Getting insurance for the belongings in your self storage unit is not only smart, but it’s usually mandatory — most self storage facilities require that you have an insurance policy when you rent a unit. Self storage insurance protects your belongings while they’re in the storage unit. Although storage facilities usually provide excellent protection for your stored items, unexpected events, such as theft or fire, can occur, and this is why getting insurance is important.
What does self storage insurance cover?
Standard self storage insurance policies protect the policyholder against a variety of risks including explosions, fire, smoke, lightning, vandalism and theft. However, most policies don’t cover floods, mudslides or earthquakes. If you’re living in an area where such natural disasters occur frequently, you should consider getting additional insurance that can protect you in case of these events.
In some cases, your existing homeowner’s or renter’s insurance policy might cover the belongings in your storage unit — but the coverage is usually lower than for the items stored at home. For example, if your homeowner’s insurance provides $30K in coverage on the contents in your home, it might only provide $3,000 for belongings stored in a unit. You need to decide whether that’s enough coverage for your stuff and, if not, get a separate policy for your storage unit.
Most items that can be legally placed in self storage are covered by insurance. One exception is vehicles such as cars, boats or RVs: usually, standard self storage insurance does not offer proper coverage for them. If you’re planning to put a vehicle in storage, contact your auto insurance company to discuss your options. Since you’re not driving your car while it is in storage, you could switch to parked car insurance, or comprehensive-only coverage as it’s generally known in the industry. That can save you money while also ensuring that you have proper coverage for your vehicle while in storage.
Another important consideration relates to the actual value of your belongings and whether they are properly covered by a standard self storage insurance policy. If you are planning to store items that are very expensive (including artwork, jewelry, antiques, or collectibles), you should have them appraised by a specialist and get additional insurance that covers their actual value prior to putting them in your storage unit.
Why do you need self storage insurance?
Aside from the fact that most self storage facilities will require you to purchase insurance, it’s highly recommended anyway. Storage facilities take important steps to ensure the safety of your belongings, but that doesn’t mean things will always go according to plan. Unexpected events such as water damage from a leaky roof or burst pipes, fire and smoke damage, or infestations by various pests (rodents, insects) can seriously damage or even completely destroy your belongings — not to mention the chances, however unlikely, of theft. Proper coverage through an insurance policy is the only way to protect against such incidents.
Where to get your self storage insurance
You have several choices when it comes to purchasing a self storage insurance policy. Most storage facilities offer policies that renters can purchase. Ask about the details when renting your storage unit. Also, don’t forget to check your homeowner’s or renter’s insurance policy — there might be a clause that offers coverage for belongings stored outside the home.
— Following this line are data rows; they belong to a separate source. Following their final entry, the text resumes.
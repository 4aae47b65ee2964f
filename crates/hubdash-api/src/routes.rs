use axum::{
    http::{header, request::Parts, HeaderValue, Method},
    middleware,
    routing::{get, patch, post, put},
    Router,
};
use tower_http::{
    cors::{AllowOrigin, Any, CorsLayer},
    trace::{DefaultMakeSpan, TraceLayer},
};
use tracing::warn;

use hubdash_shared::config::CorsSettings;

use crate::handlers::{auth, client_error, documentation, health, menu, network_test};
use crate::middleware::security_headers;
use crate::state::AppState;

/// Origins on the local machine (`localhost`, `127.0.0.1`, `[::1]`, any port).
fn is_local_origin(origin: &HeaderValue) -> bool {
    let Ok(origin) = origin.to_str() else {
        return false;
    };
    let Some((_, authority)) = origin.split_once("://") else {
        return false;
    };
    let authority = authority.split('/').next().unwrap_or_default();
    let host = if authority.starts_with('[') {
        authority.split_once(']').map(|(h, _)| &h[1..]).unwrap_or_default()
    } else {
        authority.split(':').next().unwrap_or_default()
    };
    matches!(host, "localhost" | "127.0.0.1" | "::1")
}

fn cors_layer(settings: &CorsSettings) -> CorsLayer {
    let methods = [Method::GET, Method::POST, Method::PUT, Method::PATCH, Method::DELETE];

    if settings.allows_any_origin() {
        // Credentialed wildcard CORS is narrowed to local callers.
        let origin = if settings.credentials {
            AllowOrigin::predicate(|origin: &HeaderValue, _parts: &Parts| is_local_origin(origin))
        } else {
            AllowOrigin::any()
        };
        let layer = CorsLayer::new().allow_origin(origin).allow_methods(methods);
        return if settings.credentials {
            layer
                .allow_headers([header::CONTENT_TYPE, header::AUTHORIZATION])
                .allow_credentials(true)
        } else {
            layer.allow_headers(Any)
        };
    }

    let layer = CorsLayer::new()
        .allow_methods(methods)
        .allow_headers([header::CONTENT_TYPE, header::AUTHORIZATION])
        .allow_credentials(settings.credentials);
    match settings.origin.parse::<HeaderValue>() {
        Ok(origin) => layer.allow_origin(origin),
        Err(_) => {
            warn!("Invalid CORS origin {:?}; cross-origin requests disabled", settings.origin);
            layer
        }
    }
}

pub fn build_router(state: AppState) -> Router {
    let health_routes = Router::new()
        .route("/health", get(health::health_check))
        .route("/health/system", get(health::system_health));

    let api_routes = Router::new()
        .route("/api/config", get(menu::get_config).post(menu::save_config))
        .route("/api/client-error", post(client_error::report_client_error))
        .route("/api/network-test", post(network_test::run_network_test))
        .route("/api/login", post(auth::login))
        .route("/api/logout", post(auth::logout))
        .route("/api/check-session", get(auth::check_session))
        .route("/api/user-info", get(auth::user_info))
        .route("/api/documentation", get(documentation::list_documentation))
        .route("/api/documentation/{id}", get(documentation::get_documentation))
        .route(
            "/api/menu-items",
            get(menu::list_menu_items).post(menu::create_menu_item),
        )
        .route(
            "/api/menu-items/{id}",
            put(menu::update_menu_item).delete(menu::delete_menu_item),
        )
        .route(
            "/api/documents",
            get(documentation::list_documents).post(documentation::create_document),
        )
        .route(
            "/api/documents/{id}",
            put(documentation::update_document).delete(documentation::delete_document),
        )
        .route(
            "/api/documents/{id}/publish",
            patch(documentation::publish_document),
        );

    Router::new()
        .merge(health_routes)
        .merge(api_routes)
        .layer(middleware::from_fn(security_headers))
        .layer(cors_layer(&state.config.cors))
        .layer(TraceLayer::new_for_http().make_span_with(DefaultMakeSpan::default()))
        .with_state(state)
}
Of course, if you’re not happy with the insurance options provided by the storage facility, or with the coverage from your homeowner’s or renter’s policy, you can shop around and find an insurance provider that suits your needs. It’s important to choose a company that is reputable, reliable, and has good feedback from customers.
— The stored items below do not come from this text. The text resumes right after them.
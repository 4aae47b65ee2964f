use axum::{
    http::StatusCode,
    response::{IntoResponse, Response},
    Json,
};
use serde::Serialize;
use thiserror::Error;

use hubdash_core::error::DomainError;

#[derive(Error, Debug)]
pub enum ApiError {
    #[error("Unauthorized: {0}")]
    Unauthorized(String),

    #[error("Invalid credentials")]
    InvalidCredentials,

    #[error("Forbidden: {0}")]
    Forbidden(String),

    #[error("Not found: {0}")]
    NotFound(String),

    #[error("Bad request: {0}")]
    BadRequest(String),

    #[error("System information unavailable: {0}")]
    SystemInfo(String),

    #[error("Internal error: {0}")]
    InternalError(String),
}

#[derive(Serialize)]
struct ErrorResponse {
    error: String,
    message: String,
    #[serde(skip_serializing_if = "Option::is_none")]
    details: Option<String>,
}

impl IntoResponse for ApiError {
    fn into_response(self) -> Response {
        let (status, error_type, message, details) = match self {
            ApiError::Unauthorized(msg) => {
                tracing::warn!("Unauthorized: {}", msg);
                (StatusCode::UNAUTHORIZED, "SESSION_EXPIRED", msg, None)
            }
            ApiError::InvalidCredentials => {
                tracing::warn!("Login rejected: invalid credentials");
                (
                    StatusCode::UNAUTHORIZED,
                    "INVALID_CREDENTIALS",
                    "Invalid username or password".to_string(),
                    None,
                )
            }
            ApiError::Forbidden(msg) => {
                tracing::warn!("Forbidden: {}", msg);
                (StatusCode::FORBIDDEN, "Forbidden", msg, None)
            }
            ApiError::NotFound(msg) => {
                tracing::warn!("Not found: {}", msg);
                (StatusCode::NOT_FOUND, "NotFound", msg, None)
            }
            ApiError::BadRequest(msg) => {
                tracing::warn!("Bad request: {}", msg);
                (StatusCode::BAD_REQUEST, "BadRequest", msg, None)
            }
            ApiError::SystemInfo(details) => {
                tracing::error!("System information unavailable: {}", details);
                (
                    StatusCode::INTERNAL_SERVER_ERROR,
                    "failed to collect system information",
                    "failed to collect system information".to_string(),
                    Some(details),
                )
            }
            ApiError::InternalError(msg) => {
                tracing::error!("Internal error: {}", msg);
                (StatusCode::INTERNAL_SERVER_ERROR, "InternalError", msg, None)
            }
        };

        let body = Json(ErrorResponse {
            error: error_type.to_string(),
            message,
            details,
        });

        (status, body).into_response()
    }
}

impl From<DomainError> for ApiError {
    fn from(err: DomainError) -> Self {
        match err {
            DomainError::MenuItemNotFound(_) | DomainError::DocumentNotFound(_) => {
                ApiError::NotFound(err.to_string())
            }
            DomainError::DocumentNotPublished(_) => ApiError::Forbidden(err.to_string()),
            DomainError::InvalidDomain(_)
            | DomainError::InvalidTestKind(_)
            | DomainError::ValidationError(_) => ApiError::BadRequest(err.to_string()),
            DomainError::SystemInfoUnavailable(details) => ApiError::SystemInfo(details),
            DomainError::ProbeTimeout
            | DomainError::ProbeFailed(_)
            | DomainError::DatabaseError(_)
            | DomainError::StorageError(_)
            | DomainError::InternalError(_) => ApiError::InternalError(err.to_string()),
        }
    }
}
What else you can do to ensure your belongings are safe while in storage
On top of purchasing proper coverage for your belongings in self storage, there are other ways to ensure that your stuff is well protected:
- Ask the storage facility about its security measures, including security cameras, and whether the facility is fully fenced and gated.
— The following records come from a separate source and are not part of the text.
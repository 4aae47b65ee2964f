//! Password hashing with bcrypt

use thiserror::Error;

#[derive(Error, Debug)]
pub enum PasswordError {
    #[error("Hash error: {0}")]
    HashError(String),
}

pub struct PasswordService;

impl PasswordService {
    pub fn hash(password: &str) -> Result<String, PasswordError> {
        Self::hash_with_cost(password, bcrypt::DEFAULT_COST)
    }

    pub fn hash_with_cost(password: &str, cost: u32) -> Result<String, PasswordError> {
        bcrypt::hash(password, cost).map_err(|e| PasswordError::HashError(e.to_string()))
    }

    pub fn verify(password: &str, hash: &str) -> Result<bool, PasswordError> {
        bcrypt::verify(password, hash).map_err(|e| PasswordError::HashError(e.to_string()))
    }
}

#[cfg(test)]
mod tests {
    use super::*;

    #[test]
    fn test_hash_and_verify() {
        let hash = PasswordService::hash_with_cost("admin123", 4).unwrap();
        assert!(PasswordService::verify("admin123", &hash).unwrap());
        assert!(!PasswordService::verify("wrong", &hash).unwrap());
    }

    #[test]
    fn test_malformed_hash_is_error() {
        assert!(PasswordService::verify("x", "not-a-hash").is_err());
    }
}
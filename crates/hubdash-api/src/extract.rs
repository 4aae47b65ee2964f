//! Session extractors
//!
//! `CurrentUser` rejects anonymous requests with 401; `Option<CurrentUser>`
//! never rejects. `AdminUser` additionally requires the admin role (403).

use axum::{
    extract::{FromRequestParts, OptionalFromRequestParts},
    http::{header, request::Parts, HeaderMap},
};
use std::convert::Infallible;
use tracing::debug;

use hubdash_security::SessionUser;
use hubdash_shared::constants::SESSION_COOKIE_NAME;

use crate::error::ApiError;
use crate::state::AppState;

#[derive(Debug, Clone)]
pub struct CurrentUser(pub SessionUser);

#[derive(Debug, Clone)]
pub struct AdminUser(pub SessionUser);

/// Value of the session cookie, if the request carries one.
pub fn session_token(headers: &HeaderMap) -> Option<String> {
    headers
        .get_all(header::COOKIE)
        .iter()
        .filter_map(|value| value.to_str().ok())
        .flat_map(|value| value.split(';'))
        .filter_map(|pair| pair.trim().split_once('='))
        .find(|(name, _)| *name == SESSION_COOKIE_NAME)
        .map(|(_, value)| value.to_string())
}

fn resolve_session(parts: &Parts, state: &AppState) -> Option<SessionUser> {
    let token = session_token(&parts.headers)?;
    match state.sessions.resolve(&token) {
        Ok(user) => Some(user),
        Err(e) => {
            debug!("Session cookie rejected: {}", e);
            None
        }
    }
}

impl FromRequestParts<AppState> for CurrentUser {
    type Rejection = ApiError;

    async fn from_request_parts(parts: &mut Parts, state: &AppState) -> Result<Self, Self::Rejection> {
        resolve_session(parts, state)
            .map(CurrentUser)
            .ok_or_else(|| ApiError::Unauthorized("Not logged in or session expired".to_string()))
    }
}

impl OptionalFromRequestParts<AppState> for CurrentUser {
    type Rejection = Infallible;

    async fn from_request_parts(
        parts: &mut Parts,
        state: &AppState,
    ) -> Result<Option<Self>, Self::Rejection> {
        Ok(resolve_session(parts, state).map(CurrentUser))
    }
}

impl FromRequestParts<AppState> for AdminUser {
    type Rejection = ApiError;

    async fn from_request_parts(parts: &mut Parts, state: &AppState) -> Result<Self, Self::Rejection> {
        let CurrentUser(user) =
            <CurrentUser as FromRequestParts<AppState>>::from_request_parts(parts, state).await?;
        if !user.is_admin() {
            return Err(ApiError::Forbidden(format!(
                "{} is not an administrator",
                user.username
            )));
        }
        Ok(AdminUser(user))
    }
}

#[cfg(test)]
mod tests {
    use super::*;
    use axum::http::HeaderValue;

    #[test]
    fn test_session_token_from_cookie_header() {
        let mut headers = HeaderMap::new();
        headers.insert(
            header::COOKIE,
            HeaderValue::from_static("theme=dark; hubdash.sid=abc.def; other=1"),
        );
        assert_eq!(session_token(&headers).as_deref(), Some("abc.def"));
    }

    #[test]
    fn test_missing_cookie() {
        let mut headers = HeaderMap::new();
        assert!(session_token(&headers).is_none());
        headers.insert(header::COOKIE, HeaderValue::from_static("theme=dark"));
        assert!(session_token(&headers).is_none());
    }
}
- Make sure that your belongings are thoroughly cleaned and packed properly before putting them in the storage unit.
- Never use a storage unit for items such as food or chemical substances. On one hand, storing such items is not allowed by most storage facilities. On the other hand, food can attract rodents and other pests, while chemicals can evaporate or spill and cause damage to your belongings.
- Protect your belongings from humidity-related damages by raising them on pallets inside the unit, and by allowing a few inches of ventilation space near the walls.
- Drop by your unit at least once a month to inspect your belongings and confirm that everything is fine.